Takie mistyczne doświadczenie jest czystym ciosem zadanym tradycyjnym ideom religijnym. 
Tradycja  judeo-chrześcijańska  posiada  monarchiczne  wyobrażenie  Boga,  a  monarchowie 
którzy rządzą dzięki sile nie boją się niczego oprócz niesubordynacji. Kościół z tego powodu 
był zawsze wysoce podejrzliwy wobec mistyków, ponieważ wydają się być oni nieposłuszni i 
rozgłaszać, że są równi lub gorzej, identyczni z Bogiem. Z tego powodu Jan Szkot Eriugena i 
Mistrz Eckhart zostali wyklęci jako heretycy.  Z tego powodu  również Kwakrzy  natknęli się 
na  opozycję  ze  względu  na  swoją  doktrynę  Wewnętrznego  Światła  i  odmowę  zdejmowania 
kapeluszy w kościele i w sądzie. Kilku mistyków mogło mieć rację tak długo dopóki trzymali 
język za zębami, jak Św. Teresa z Avila i Św. Jan od Krzyża, którzy podtrzymywali, można 
powiedzieć,  metafizyczny  dystans  szacunku  pomiędzy  sobą  i  ich  niebieskim  Królem.  Nic 
jednak  nie  może  być  bardziej  alarmujące  dla  hierarchii  kościelnej,  niż  powszechne 
zainteresowanie  mistycyzmem,  ponieważ  może  to  w  naturalny  sposób  zaskutkować 
ustanowieniem  demokracji  w  królestwie  niebieskim  -  a  taki  alarm  podzieliliby  zarówno 
katolicy, Żydzi oraz fundamentaliści protestanccy. 

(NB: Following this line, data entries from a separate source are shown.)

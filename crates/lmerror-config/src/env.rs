use std::sync::OnceLock;

use regex::{Captures, Regex};

/// Substitute `{{ env.NAME }}` and `{{ env.NAME | default("value") }}` in raw TOML
///
/// Runs before deserialization so pattern strings can come from the
/// environment. Comment lines are copied untouched.
pub fn expand_env(input: &str) -> anyhow::Result<String> {
    let mut lines = Vec::new();

    for line in input.lines() {
        if line.trim_start().starts_with('#') {
            lines.push(line.to_string());
            continue;
        }

        let mut expanded = String::with_capacity(line.len());
        let mut cursor = 0;

        for captures in placeholder().captures_iter(line) {
            let Some(whole) = captures.get(0) else {
                continue;
            };

            expanded.push_str(&line[cursor..whole.start()]);
            expanded.push_str(&resolve(&captures)?);
            cursor = whole.end();
        }

        expanded.push_str(&line[cursor..]);
        lines.push(expanded);
    }

    let mut output = lines.join("\n");
    if input.ends_with('\n') {
        output.push('\n');
    }

    Ok(output)
}

fn placeholder() -> &'static Regex {
    static PLACEHOLDER: OnceLock<Regex> = OnceLock::new();
    PLACEHOLDER.get_or_init(|| {
        Regex::new(r#"\{\{\s*([A-Za-z0-9_.]+)\s*(?:\|\s*default\("([^"]*)"\))?\s*\}\}"#)
            .expect("placeholder pattern must be valid regex")
    })
}

fn resolve(captures: &Captures<'_>) -> anyhow::Result<String> {
    let key = captures.get(1).map_or("", |m| m.as_str());
    let fallback = captures.get(2).map(|m| m.as_str());

    let Some(name) = key.strip_prefix("env.").filter(|name| !name.is_empty() && !name.contains('.')) else {
        anyhow::bail!("only variables scoped with 'env.' are supported: `{key}`");
    };

    match (std::env::var(name), fallback) {
        (Ok(value), _) => Ok(value),
        (Err(_), Some(fallback)) => Ok(fallback.to_string()),
        (Err(_), None) => anyhow::bail!("environment variable not found: `{name}`"),
    }
}

#[cfg(test)]
mod tests {
    use super::*;

    #[test]
    fn text_without_placeholders_is_unchanged() {
        let input = "[patterns]\ncode = '^[a-z_]+$'\n";
        assert_eq!(expand_env(input).unwrap(), input);
    }

    #[test]
    fn substitutes_variables() {
        let vars = [("LMERROR_CODE", Some("^[a-z]+$")), ("LMERROR_FILTER", Some("debug"))];
        temp_env::with_vars(vars, || {
            let result = expand_env("code = '{{ env.LMERROR_CODE }}'\nfilter = \"{{env.LMERROR_FILTER}}\"").unwrap();
            assert_eq!(result, "code = '^[a-z]+$'\nfilter = \"debug\"");
        });
    }

    #[test]
    fn missing_variable_is_an_error() {
        temp_env::with_var_unset("LMERROR_MISSING", || {
            let err = expand_env("code = '{{ env.LMERROR_MISSING }}'").unwrap_err();
            assert!(err.to_string().contains("LMERROR_MISSING"));
        });
    }

    #[test]
    fn default_applies_only_when_unset() {
        temp_env::with_var_unset("LMERROR_OPTIONAL", || {
            let result = expand_env("filter = \"{{ env.LMERROR_OPTIONAL | default(\"warn\") }}\"").unwrap();
            assert_eq!(result, "filter = \"warn\"");
        });

        temp_env::with_var("LMERROR_OPTIONAL", Some("trace"), || {
            let result = expand_env("filter = \"{{ env.LMERROR_OPTIONAL | default(\"warn\") }}\"").unwrap();
            assert_eq!(result, "filter = \"trace\"");
        });
    }

    #[test]
    fn other_scopes_are_rejected() {
        let err = expand_env("code = '{{ secrets.CODE }}'").unwrap_err();
        assert!(err.to_string().contains("only variables scoped with 'env.'"));

        let err = expand_env("code = '{{ env.A.B }}'").unwrap_err();
        assert!(err.to_string().contains("only variables scoped with 'env.'"));
    }

    #[test]
    fn comments_are_not_expanded() {
        temp_env::with_var_unset("LMERROR_MISSING", || {
            let input = "  # code = '{{ env.LMERROR_MISSING }}'\nfilter = \"info\"";
            assert_eq!(expand_env(input).unwrap(), input);
        });
    }
}
use std::sync::OnceLock;

use regex::Regex;

/// Default message rule: non-empty, no control characters
pub const DEFAULT_MESSAGE_PATTERN: &str = r"^[^\p{Cc}]+$";

/// Default code rule: letters, digits and underscore only
pub const DEFAULT_CODE_PATTERN: &str = r"^[A-Za-z0-9_]+$";

/// Default status code rule: exactly three decimal digits
pub const DEFAULT_STATUS_CODE_PATTERN: &str = r"^[0-9]{3}$";

/// Validation rules applied to descriptor and response fields
///
/// The core treats these as fixed once built. Overrides normally come from
/// configuration; everything else uses [`Patterns::standard`].
#[derive(Debug, Clone)]
pub struct Patterns {
    message: Regex,
    code: Regex,
    status_code: Regex,
}

impl Patterns {
    /// Compile a custom rule set
    ///
    /// # Errors
    ///
    /// Returns the first regex that fails to compile
    pub fn new(message: &str, code: &str, status_code: &str) -> Result<Self, regex::Error> {
        Ok(Self {
            message: Regex::new(message)?,
            code: Regex::new(code)?,
            status_code: Regex::new(status_code)?,
        })
    }

    /// Shared instance of the default rules
    ///
    /// # Panics
    ///
    /// Never in practice: the default patterns are constant and valid
    pub fn standard() -> &'static Self {
        static STANDARD: OnceLock<Patterns> = OnceLock::new();
        STANDARD.get_or_init(|| {
            Self::new(DEFAULT_MESSAGE_PATTERN, DEFAULT_CODE_PATTERN, DEFAULT_STATUS_CODE_PATTERN)
                .expect("default patterns must be valid regex")
        })
    }

    /// Check a descriptor message
    pub fn is_message(&self, candidate: &str) -> bool {
        self.message.is_match(candidate)
    }

    /// Check a descriptor code
    pub fn is_code(&self, candidate: &str) -> bool {
        self.code.is_match(candidate)
    }

    /// Check an HTTP status code
    pub fn is_status_code(&self, candidate: &str) -> bool {
        self.status_code.is_match(candidate)
    }
}
use std::path::PathBuf;

use clap::{Parser, Subcommand, ValueEnum};

/// LMError document tool
#[derive(Debug, Parser)]
#[command(name = "lmerror", about = "Validate and render structured error documents")]
pub struct Args {
    /// Path to configuration file
    #[arg(short, long, env = "LMERROR_CONFIG")]
    pub config: Option<PathBuf>,

    /// Override the log filter (e.g. `debug`)
    #[arg(long, env = "LMERROR_LOG")]
    pub log_filter: Option<String>,

    #[command(subcommand)]
    pub command: Command,
}

#[derive(Debug, Subcommand)]
pub enum Command {
    /// Validate an error document and print its rendering
    Render {
        /// JSON document to read, `-` for stdin
        #[arg(default_value = "-")]
        input: String,

        /// Output format
        #[arg(long, value_enum, default_value_t = Format::Text)]
        format: Format,
    },
    /// Validate an error document and print `ok` or the failure code
    Check {
        /// JSON document to read, `-` for stdin
        #[arg(default_value = "-")]
        input: String,
    },
}

#[derive(Debug, Clone, Copy, PartialEq, Eq, ValueEnum)]
pub enum Format {
    /// Multi-line text rendering
    Text,
    /// JSON export of the whole chain
    Json,
}
use lmerror_core::{DEFAULT_CODE_PATTERN, DEFAULT_MESSAGE_PATTERN, DEFAULT_STATUS_CODE_PATTERN, Patterns};
use serde::Deserialize;

/// Pattern overrides, as regular expressions
///
/// Omitted keys keep the built-in rule.
#[derive(Debug, Clone, PartialEq, Eq, Deserialize)]
#[serde(deny_unknown_fields)]
pub struct PatternsConfig {
    /// Rule for descriptor messages
    #[serde(default = "default_message")]
    pub message: String,
    /// Rule for descriptor codes
    #[serde(default = "default_code")]
    pub code: String,
    /// Rule for HTTP status codes
    #[serde(default = "default_status_code")]
    pub status_code: String,
}

impl PatternsConfig {
    /// Compile into the rule set used by the core
    ///
    /// # Errors
    ///
    /// Returns an error naming the first pattern that is not a valid regex
    pub fn patterns(&self) -> anyhow::Result<Patterns> {
        for (name, pattern) in [
            ("message", &self.message),
            ("code", &self.code),
            ("status_code", &self.status_code),
        ] {
            regex::Regex::new(pattern).map_err(|e| anyhow::anyhow!("invalid patterns.{name}: {e}"))?;
        }

        Ok(Patterns::new(&self.message, &self.code, &self.status_code)?)
    }
}

impl Default for PatternsConfig {
    fn default() -> Self {
        Self {
            message: default_message(),
            code: default_code(),
            status_code: default_status_code(),
        }
    }
}

fn default_message() -> String {
    DEFAULT_MESSAGE_PATTERN.to_string()
}

fn default_code() -> String {
    DEFAULT_CODE_PATTERN.to_string()
}

fn default_status_code() -> String {
    DEFAULT_STATUS_CODE_PATTERN.to_string()
}

#[cfg(test)]
mod tests {
    use super::*;

    #[test]
    fn partial_override_keeps_other_defaults() {
        let config: PatternsConfig = toml::from_str(r#"code = '^[a-z]+(\.[a-z]+)*$'"#).unwrap();

        assert_eq!(config.message, DEFAULT_MESSAGE_PATTERN);
        assert_eq!(config.status_code, DEFAULT_STATUS_CODE_PATTERN);

        let patterns = config.patterns().unwrap();
        assert!(patterns.is_code("db.timeout"));
        assert!(!patterns.is_code("db_timeout"));
        assert!(patterns.is_status_code("503"));
    }

    #[test]
    fn invalid_regex_names_the_field() {
        let config = PatternsConfig {
            status_code: "([0-9]{3}".to_string(),
            ..PatternsConfig::default()
        };

        let err = config.patterns().unwrap_err();
        assert!(err.to_string().contains("patterns.status_code"));
    }
}
use serde::Deserialize;

/// Logging configuration
#[derive(Debug, Clone, PartialEq, Eq, Deserialize)]
#[serde(deny_unknown_fields)]
pub struct LogConfig {
    /// `tracing_subscriber::EnvFilter` directive, e.g. `info` or `lmerror=debug`
    #[serde(default = "default_filter")]
    pub filter: String,
    /// Emit JSON lines instead of human-readable text
    #[serde(default)]
    pub json: bool,
}

impl Default for LogConfig {
    fn default() -> Self {
        Self {
            filter: default_filter(),
            json: false,
        }
    }
}

fn default_filter() -> String {
    "info".to_string()
}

Monarchistyczne  wyobrażenie  Boga  ze  swoim  niesmakiem  implicite  dla  religijnego 
nieposłuszeństwa  ma  o  wiele  silniejszy  impet  niż  wielu  chrześcijan  chciałoby  przyznać. 
Trony królewskie mają ściany tuż za nimi i wszyscy, którzy kłaniają im się na dworze muszą 
płaszczyć  się  lub  klękać,  bo  jest  to  niewygodna  pozycja  do  wyprowadzenia  nagłego  ataku. 
Chrześcijanie  prawdopodobnie  nigdy  nie  wpadli  na  to,  że  kiedy  projektują  kościół  na  wzór 
modelu królewskiego dworu (bazylika) i określają kościelny rytuał, implikują oni że Bóg, tak 
jak ludzki monarcha, lęka się. Wskazują na to również pochlebstwa w modlitwach: 'O Panie 
nasz,  któryś  jest  w  niebie,  wielki  i  potężny  Królu  królów,  jedyny  Władco  książąt,  który  ze 
swojego tronu widzisz wszystkich zamieszkujących ziemię: najpokorniej błagamy cię byś był 
dla nas łaskaw w swej potędze... '

12

 

Człowiek  Zachodu  twierdzący,  że  ma  świadomość  jedności  z  Bogiem  lub  wszechświatem 
staje  w  konflikcie  z  koncepcją  religii  swojego  społeczeństwa.  Jednak  w  większości  kultur 
Azji człowiek taki zostanie uznany za znającego prawdziwą tajemnicę życia. Dotarł on dzięki 
szczęściu  czy  też  dyscyplinie  tj.  medytacja  jogiczna  czy  ZEN  do  stanu  świadomości,  w 
którym odkrywa bezpośrednio i jasno to, co nasi właśni naukowcy znają jako prawdę w teorii.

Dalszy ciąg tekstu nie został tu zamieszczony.